Characterization of EP‐receptor subtypes involved in allodynia and hyperalgesia induced by intrathecal administration of prostaglandin E2 to mice

Abstract

1. Intrathecal (i.t.) administration of prostaglandin E2 (PGE2) to conscious mice induced allodynia, a state of discomfort and pain evoked by innocuous tactile stimuli, and hyperalgesia as assessed by the hot plate test. We characterized prostaglandin E receptor subtypes (EP1-3) involved in these sensory disorders by use of 7 synthetic prostanoid analogues. 2. Sulprostone (EP1 < EP3) induced allodynia over a wide range of dosages from 50 pg to 5 micrograms kg-1. The maximal allodynic effect was observed at 5 min after i.t. injection, and the response gradually decreased over the experimental period of 50 min.

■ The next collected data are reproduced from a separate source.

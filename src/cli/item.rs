use super::{notify_degraded, print_json};
use anyhow::Result;
use palate_core::FeedbackEngine;

/// Handle the item command
pub async fn handle_item_command(engine: &FeedbackEngine, text: &[String], context: &str) -> Result<()> {
    let analysis = engine.analyze_text(&text.join(" "), context).await;
    if analysis.is_error {
        notify_degraded("huggingface", "language services unavailable; showing defaults");
    }
    print_json(&analysis)
}
use super::{notify_degraded, print_json};
use anyhow::Result;
use palate_core::FeedbackEngine;

/// Handle the analyze command
pub async fn handle_analyze_command(engine: &FeedbackEngine, customer: &str) -> Result<()> {
    let analysis = engine.analyze(customer).await;
    if analysis.is_error {
        notify_degraded("analysis", "fell back to defaults; see the log for the cause");
    }
    print_json(&analysis)
}
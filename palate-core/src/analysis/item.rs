//! Analysis of a single comment, e.g. fresh feedback on one dish
//!
//! Nothing here is cached; every call hits the language services unless the
//! text is too short to be worth it.

use crate::analysis::recommendations::RecommendationSynthesizer;
use crate::analysis::signals::{self, TextSignalExtractor};
use crate::analysis::types::{ItemFeedbackAnalysis, TextSignal};
use crate::config::constants::{contexts, messages};
use chrono::Utc;
use std::sync::Arc;
use tracing::debug;

#[derive(Clone)]
pub struct ItemFeedbackAnalyzer {
    extractor: TextSignalExtractor,
    synthesizer: Arc<RecommendationSynthesizer>,
}

impl ItemFeedbackAnalyzer {
    pub fn new(extractor: TextSignalExtractor) -> Self {
        Self {
            extractor,
            synthesizer: Arc::new(RecommendationSynthesizer::default()),
        }
    }

    pub fn with_synthesizer(mut self, synthesizer: RecommendationSynthesizer) -> Self {
        self.synthesizer = Arc::new(synthesizer);
        self
    }

    /// A blank `context` means [`contexts::ITEM`].
    pub async fn analyze_text(&self, text: &str, context: &str) -> ItemFeedbackAnalysis {
        let context = match context.trim() {
            "" => contexts::ITEM,
            trimmed => trimmed,
        };

        if !signals::is_substantive(text) {
            debug!(context, "item text too short; using defaults");
            return default_analysis(&TextSignal::insufficient(), context);
        }

        let signal = self.extractor.extract(text).await;
        if signal.is_error {
            debug!(context, "item analysis degraded; using defaults");
            return default_analysis(&signal, context);
        }

        ItemFeedbackAnalysis {
            recommendations: self.synthesizer.synthesize(text, &signal, context),
            sentiment: signal.sentiment_label,
            sentiment_score: signal.sentiment_score,
            emotion: signal.dominant_emotion,
            summary: signal.summary,
            keywords: signal.keywords,
            entities: signal.entities,
            analyzed_at: Utc::now(),
            analysis_context: context.to_string(),
            is_error: false,
        }
    }
}

fn default_analysis(signal: &TextSignal, context: &str) -> ItemFeedbackAnalysis {
    let recommendation = if context == contexts::USER_PREFERENCES {
        messages::INSUFFICIENT_USER_DATA.to_string()
    } else {
        format!("Prepare {context} with standard care")
    };

    ItemFeedbackAnalysis {
        sentiment: signal.sentiment_label,
        sentiment_score: 0.0,
        emotion: signal.dominant_emotion.clone(),
        summary: signal.summary.clone(),
        keywords: Vec::new(),
        entities: Default::default(),
        recommendations: vec![recommendation],
        analyzed_at: Utc::now(),
        analysis_context: context.to_string(),
        is_error: signal.is_error,
    }
}
use super::{notify_degraded, print_json};
use anyhow::{Context, Result};
use once_cell::sync::Lazy;
use palate_core::{FeedbackEngine, OrderedItem};
use regex::Regex;

#[allow(clippy::expect_used)]
static QUANTITY_PREFIX: Lazy<Regex> =
    Lazy::new(|| Regex::new(r"^(\d+)\s*[xX]\s+(\S.*)$").expect("quantity pattern is valid"));

/// Handle the assess command
pub async fn handle_assess_command(
    engine: &FeedbackEngine,
    customer: &str,
    items: &[String],
) -> Result<()> {
    let ordered: Vec<OrderedItem> = items.iter().map(|raw| parse_item(raw)).collect();
    let note = engine
        .assess(customer, &ordered)
        .await
        .context("Invalid order")?;
    if note.is_error {
        notify_degraded("advisor", "no advisor note; showing the standard text");
    }
    print_json(&note)
}

/// "2x Pad Thai" or "2 x Pad Thai" sets the quantity; anything else is a name.
pub fn parse_item(raw: &str) -> OrderedItem {
    let raw = raw.trim();
    let Some(captures) = QUANTITY_PREFIX.captures(raw) else {
        return OrderedItem::new(raw);
    };

    match captures[1].parse::<u32>() {
        Ok(quantity) if quantity > 0 => OrderedItem {
            quantity,
            ..OrderedItem::new(captures[2].trim())
        },
        _ => OrderedItem::new(raw),
    }
}

#[cfg(test)]
mod tests {
    use super::*;

    #[test]
    fn test_parse_item_quantities() {
        let item = parse_item("2x Pad Thai");
        assert_eq!(item.name, "Pad Thai");
        assert_eq!(item.quantity, 2);

        let item = parse_item(" 3 X Gyoza ");
        assert_eq!(item.name, "Gyoza");
        assert_eq!(item.quantity, 3);
    }

    #[test]
    fn test_parse_item_plain_names() {
        assert_eq!(parse_item("Mexican Taco").name, "Mexican Taco");
        assert_eq!(parse_item("Mexican Taco").quantity, 1);
        assert_eq!(parse_item("0x Soup").name, "0x Soup");
        assert_eq!(parse_item("Xiaolongbao").name, "Xiaolongbao");
    }

    #[test]
    fn test_x_inside_a_name_is_not_a_quantity() {
        let item = parse_item("2 Xiaolongbao");
        assert_eq!(item.name, "2 Xiaolongbao");
        assert_eq!(item.quantity, 1);

        let item = parse_item("Texas Brisket");
        assert_eq!(item.name, "Texas Brisket");

        let item = parse_item("2x Xiaolongbao");
        assert_eq!(item.name, "Xiaolongbao");
        assert_eq!(item.quantity, 2);

        assert_eq!(parse_item("12xl Pizza").name, "12xl Pizza");
    }
}
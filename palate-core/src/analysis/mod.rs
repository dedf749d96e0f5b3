//! # Feedback Analysis
//!
//! The pipeline turns a customer's feedback history into kitchen guidance:
//!
//! - `statistics`: pure rating, category, dietary and timeline aggregates.
//! - `lexicon` / `keywords`: local sentiment scoring and keyword/entity
//!   extraction.
//! - `signals`: joins the local scores with the external emotion and summary
//!   services into a [`TextSignal`].
//! - `recommendations`: ordered rule list producing warnings and advice.
//! - `cache`: TTL + LRU cache with single-flight computation.
//! - `orchestrator`: cached per-customer analysis.
//! - `order_risk`: per-order priority and advisor note.
//! - `item`: one-off analysis of a single comment.

pub mod cache;
pub mod item;
pub mod keywords;
pub mod lexicon;
pub mod orchestrator;
pub mod order_risk;
pub mod recommendations;
pub mod signals;
pub mod statistics;
pub mod types;

pub use cache::{AnalysisCache, CacheStats, Computed, TtlCache};
pub use item::ItemFeedbackAnalyzer;
pub use lexicon::{LexiconScorer, SentimentScorer};
pub use orchestrator::FeedbackAnalysisOrchestrator;
pub use order_risk::OrderRiskAnalyzer;
pub use recommendations::{Advice, RecommendationSynthesizer, Rule, RuleContext};
pub use signals::TextSignalExtractor;
pub use types::*;

use crate::repository::RepositoryError;

#[derive(Debug, thiserror::Error)]
pub enum AnalysisError {
    #[error("insufficient data: {0}")]
    InsufficientData(String),
    #[error("invalid input: {0}")]
    InvalidInput(String),
    #[error(transparent)]
    Repository(#[from] RepositoryError),
}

This sulprostone-induced allodynia showed a time course similar to that induced by PGE2. 3. 17-Phenyl-omega-trinor PGE2 (EP1 > EP3) and 16,16-dimethyl PGE2 (EP1 = EP2 = EP3) were as potent as PGE2 in inducing allodynia, and more potent than sulprostone. Butaprost (EP2), 11-deoxy PGE1 (EP2 = EP3), MB 28767 (EP3), and cicaprost (prostaglandin I2 (IP-) receptor) induced allodynia, but with much lower scores. 13,14-Dihydro-15-keto PGE2, a metabolite of PGE2, did not induce allodynia. 4. 16,16-Dimethyl PGE2 as well as PGE2 induced hyperalgesia over a wide range of dosages (16,16-dimethyl PGE2: 5 pg-0.5 micrograms kg-1 PGE2: 50 pg-0.5 micrograms kg-1) with two apparent peaks at 0.5 ng kg-1 and 0.5 micrograms kg-1. Sulprostone (EP1 < EP3) and 17-phenyl-omega-trinor PGE2 (EP1 > EP3) showed a bell-shaped hyperalgesia at lower doses of 5 pg-5 ng kg-1 and 50 pg-50 ng kg-1, respectively. MB28767 (EP3)showed a monophasic hyperalgesic action over a wide range of dosages at 50 pg-S5 Microg kg-1. Butaprost(EP2) induced hyperalgesia at doses higher than 50 ng kg-1.5. These results demonstrate that PGE2 may exert allodynia through the EP1-receptor and hyperalgesia through EP2- and EP3-receptors in the mouse spinal cord.